Provided data ▸

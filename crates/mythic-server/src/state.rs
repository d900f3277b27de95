use std::sync::Arc;
use std::sync::atomic::{AtomicUsize, Ordering};
use std::time::Instant;

use mythic_core::player::PlayerId;

use crate::config::ServerConfig;
use crate::equipment::{EquipmentLookup, StaticLoadout};
use crate::identity::{DenyAllResolver, HmacTokenResolver, IdentityResolver, StaticIdentityResolver};
use crate::rate_limit::IpRateLimiter;
use crate::registry::SessionRegistry;
use crate::store::PlayerStore;

/// External collaborators the server is built on.
#[derive(Clone)]
pub struct Services {
    pub store: Arc<dyn PlayerStore>,
    pub identity: Arc<dyn IdentityResolver>,
    pub equipment: Arc<dyn EquipmentLookup>,
}

impl Services {
    /// Pick the identity resolver and equipment lookup described by `config`.
    pub fn from_config(config: &ServerConfig, store: Arc<dyn PlayerStore>) -> Self {
        let identity: Arc<dyn IdentityResolver> = match (&config.auth.token_secret, &config.auth.dev_identity) {
            (Some(secret), _) => Arc::new(HmacTokenResolver::new(secret.clone())),
            (None, Some(dev)) => Arc::new(StaticIdentityResolver::new(PlayerId::new(dev.clone()))),
            (None, None) => Arc::new(DenyAllResolver),
        };
        Self {
            store,
            identity,
            equipment: Arc::new(StaticLoadout::from_config(&config.equipment)),
        }
    }
}

#[derive(Clone)]
pub struct AppState {
    pub registry: Arc<SessionRegistry>,
    pub store: Arc<dyn PlayerStore>,
    pub identity: Arc<dyn IdentityResolver>,
    pub equipment: Arc<dyn EquipmentLookup>,
    pub upgrade_limiter: Arc<IpRateLimiter>,
    pub config: Arc<ServerConfig>,
    pub started_at: Instant,
    pub ws_connection_count: Arc<AtomicUsize>,
}

impl AppState {
    pub fn new(config: ServerConfig, services: Services) -> Self {
        let upgrade_limiter = IpRateLimiter::new(
            config.limits.upgrade_burst as f64,
            config.limits.upgrade_per_sec,
        );
        Self {
            registry: Arc::new(SessionRegistry::new(Arc::clone(&services.store))),
            store: services.store,
            identity: services.identity,
            equipment: services.equipment,
            upgrade_limiter: Arc::new(upgrade_limiter),
            config: Arc::new(config),
            started_at: Instant::now(),
            ws_connection_count: Arc::new(AtomicUsize::new(0)),
        }
    }
}

/// Counts an open WebSocket for as long as it lives.
pub struct ConnectionGuard {
    count: Arc<AtomicUsize>,
}

impl ConnectionGuard {
    pub fn new(count: Arc<AtomicUsize>) -> Self {
        count.fetch_add(1, Ordering::Relaxed);
        Self { count }
    }
}

impl Drop for ConnectionGuard {
    fn drop(&mut self) {
        self.count.fetch_sub(1, Ordering::Relaxed);
    }
}
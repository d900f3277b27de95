use std::collections::HashMap;
use std::sync::atomic::{AtomicU64, Ordering};
use std::sync::{Arc, Mutex, MutexGuard, PoisonError};

use tokio::sync::mpsc;
use tokio::sync::mpsc::error::TrySendError;
use tokio::time::Instant;
use tokio_util::sync::CancellationToken;
use uuid::Uuid;

use mythic_core::net::messages::ServerMessage;
use mythic_core::net::protocol::encode_server_message;
use mythic_core::player::PlayerId;

use crate::error::StoreError;
use crate::store::PlayerStore;

/// Process-unique id of one transport connection.
#[derive(Debug, Clone, Copy, PartialEq, Eq, Hash, PartialOrd, Ord)]
pub struct ConnectionId(u64);

impl ConnectionId {
    pub fn next() -> Self {
        static NEXT: AtomicU64 = AtomicU64::new(1);
        Self(NEXT.fetch_add(1, Ordering::Relaxed))
    }
}

impl std::fmt::Display for ConnectionId {
    fn fmt(&self, f: &mut std::fmt::Formatter<'_>) -> std::fmt::Result {
        write!(f, "{}", self.0)
    }
}

/// A frame queued for the connection's writer task.
#[derive(Debug, Clone, PartialEq, Eq)]
pub enum Outbound {
    Text(String),
    Ping,
    Close { code: u16, reason: String },
}

#[derive(Debug, Clone, PartialEq, Eq)]
pub enum OutboundError {
    Encode(String),
    /// The client is not draining its queue.
    Full,
    Closed,
}

impl std::fmt::Display for OutboundError {
    fn fmt(&self, f: &mut std::fmt::Formatter<'_>) -> std::fmt::Result {
        match self {
            Self::Encode(e) => write!(f, "encode failed: {e}"),
            Self::Full => write!(f, "outbound queue full"),
            Self::Closed => write!(f, "connection closed"),
        }
    }
}

impl std::error::Error for OutboundError {}

impl<T> From<TrySendError<T>> for OutboundError {
    fn from(e: TrySendError<T>) -> Self {
        match e {
            TrySendError::Full(_) => Self::Full,
            TrySendError::Closed(_) => Self::Closed,
        }
    }
}

/// Sending side of a connection: the writer queue plus a kill switch that
/// tears down both the reader and the writer.
#[derive(Debug, Clone)]
pub struct SessionHandle {
    tx: mpsc::Sender<Outbound>,
    kill: CancellationToken,
}

impl SessionHandle {
    pub fn new(tx: mpsc::Sender<Outbound>, kill: CancellationToken) -> Self {
        Self { tx, kill }
    }

    pub fn send(&self, msg: &ServerMessage) -> Result<(), OutboundError> {
        let text = encode_server_message(msg).map_err(|e| OutboundError::Encode(e.to_string()))?;
        self.tx.try_send(Outbound::Text(text))?;
        Ok(())
    }

    pub fn send_ping(&self) -> Result<(), OutboundError> {
        self.tx.try_send(Outbound::Ping)?;
        Ok(())
    }

    /// Close with a close frame. Falls back to termination when the frame
    /// cannot be queued.
    pub fn close(&self, code: u16, reason: &str) {
        let frame = Outbound::Close {
            code,
            reason: reason.to_string(),
        };
        if self.tx.try_send(frame).is_err() {
            self.kill.cancel();
        }
    }

    /// Drop the connection without a close handshake.
    pub fn terminate(&self) {
        self.kill.cancel();
    }

    pub fn is_terminated(&self) -> bool {
        self.kill.is_cancelled()
    }
}

/// A bound (connection, player) pair.
#[derive(Debug, Clone)]
pub struct Session {
    pub session_id: String,
    pub player_id: PlayerId,
    pub conn: ConnectionId,
    pub handle: SessionHandle,
    pub is_alive: bool,
    pub last_pong_at: Instant,
}

#[derive(Default)]
struct RegistryInner {
    sessions: HashMap<ConnectionId, Session>,
    by_player: HashMap<PlayerId, ConnectionId>,
}

/// Live sessions, at most one per player.
pub struct SessionRegistry {
    inner: Mutex<RegistryInner>,
    store: Arc<dyn PlayerStore>,
}

impl SessionRegistry {
    pub fn new(store: Arc<dyn PlayerStore>) -> Self {
        Self {
            inner: Mutex::new(RegistryInner::default()),
            store,
        }
    }

    fn lock(&self) -> MutexGuard<'_, RegistryInner> {
        self.inner.lock().unwrap_or_else(PoisonError::into_inner)
    }

    /// Bind `conn` to `player_id`. A previous session of the same player is
    /// terminated and its durable connection reference cleared before the
    /// new one is recorded.
    pub async fn bind(
        &self,
        conn: ConnectionId,
        player_id: PlayerId,
        handle: SessionHandle,
    ) -> Result<Session, StoreError> {
        let session = Session {
            session_id: Uuid::new_v4().to_string(),
            player_id: player_id.clone(),
            conn,
            handle,
            is_alive: true,
            last_pong_at: Instant::now(),
        };

        let evicted = {
            let mut inner = self.lock();
            let previous = inner.by_player.insert(player_id.clone(), conn);
            let evicted = previous
                .filter(|&old| old != conn)
                .and_then(|old| inner.sessions.remove(&old));
            inner.sessions.insert(conn, session.clone());
            evicted
        };

        if let Some(old) = evicted {
            tracing::info!(
                player_id = %player_id,
                old_conn = %old.conn,
                conn = %conn,
                "Evicting previous session"
            );
            old.handle.terminate();
            if let Err(e) = self.store.clear_connection(&old.session_id).await {
                tracing::warn!(
                    player_id = %player_id,
                    session_id = %old.session_id,
                    error = %e,
                    "Failed to clear evicted session reference"
                );
            }
        }

        self.store
            .bind_connection(&player_id, &session.session_id, chrono::Utc::now())
            .await?;

        tracing::info!(
            player_id = %player_id,
            conn = %conn,
            session_id = %session.session_id,
            "Session bound"
        );
        Ok(session)
    }

    /// Remove the session on `conn`. Idempotent: unbinding an unknown
    /// connection only logs.
    pub async fn unbind(&self, conn: ConnectionId, reason: &str) -> Option<Session> {
        let removed = {
            let mut inner = self.lock();
            let removed = inner.sessions.remove(&conn);
            if let Some(session) = &removed
                && inner.by_player.get(&session.player_id) == Some(&conn)
            {
                inner.by_player.remove(&session.player_id);
            }
            removed
        };

        let Some(session) = removed else {
            tracing::debug!(conn = %conn, reason, "Unbind for connection without a session");
            return None;
        };

        if let Err(e) = self.store.clear_connection(&session.session_id).await {
            tracing::warn!(
                player_id = %session.player_id,
                session_id = %session.session_id,
                error = %e,
                "Failed to clear session reference"
            );
        }

        tracing::info!(
            player_id = %session.player_id,
            conn = %conn,
            reason,
            "Session unbound"
        );
        Some(session)
    }

    pub fn lookup(&self, conn: ConnectionId) -> Option<Session> {
        self.lock().sessions.get(&conn).cloned()
    }

    pub fn all(&self) -> Vec<Session> {
        self.lock().sessions.values().cloned().collect()
    }

    /// Record a pong (transport or application level) on `conn`.
    pub fn mark_alive(&self, conn: ConnectionId) {
        self.mark_alive_at(conn, Instant::now());
    }

    pub fn mark_alive_at(&self, conn: ConnectionId, at: Instant) {
        if let Some(session) = self.lock().sessions.get_mut(&conn) {
            session.is_alive = true;
            session.last_pong_at = at;
        }
    }

    /// Flag `conn` as awaiting a pong.
    pub fn mark_pinged(&self, conn: ConnectionId) {
        if let Some(session) = self.lock().sessions.get_mut(&conn) {
            session.is_alive = false;
        }
    }

    pub fn len(&self) -> usize {
        self.lock().sessions.len()
    }

    pub fn is_empty(&self) -> bool {
        self.len() == 0
    }

    pub fn alive_count(&self) -> usize {
        self.lock().sessions.values().filter(|s| s.is_alive).count()
    }

    /// Close every session with the given close frame and empty the
    /// registry. Returns the number of sessions closed.
    pub async fn close_all(&self, code: u16, reason: &str) -> usize {
        let drained: Vec<Session> = {
            let mut inner = self.lock();
            inner.by_player.clear();
            inner.sessions.drain().map(|(_, s)| s).collect()
        };
        for session in &drained {
            session.handle.close(code, reason);
            if let Err(e) = self.store.clear_connection(&session.session_id).await {
                tracing::warn!(
                    player_id = %session.player_id,
                    error = %e,
                    "Failed to clear session reference during shutdown"
                );
            }
        }
        drained.len()
    }
}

Prompt ▸
Taking the lines above one at a time, give the number of them that contain the string "removed". Add nothing else.

Written solution ▸
5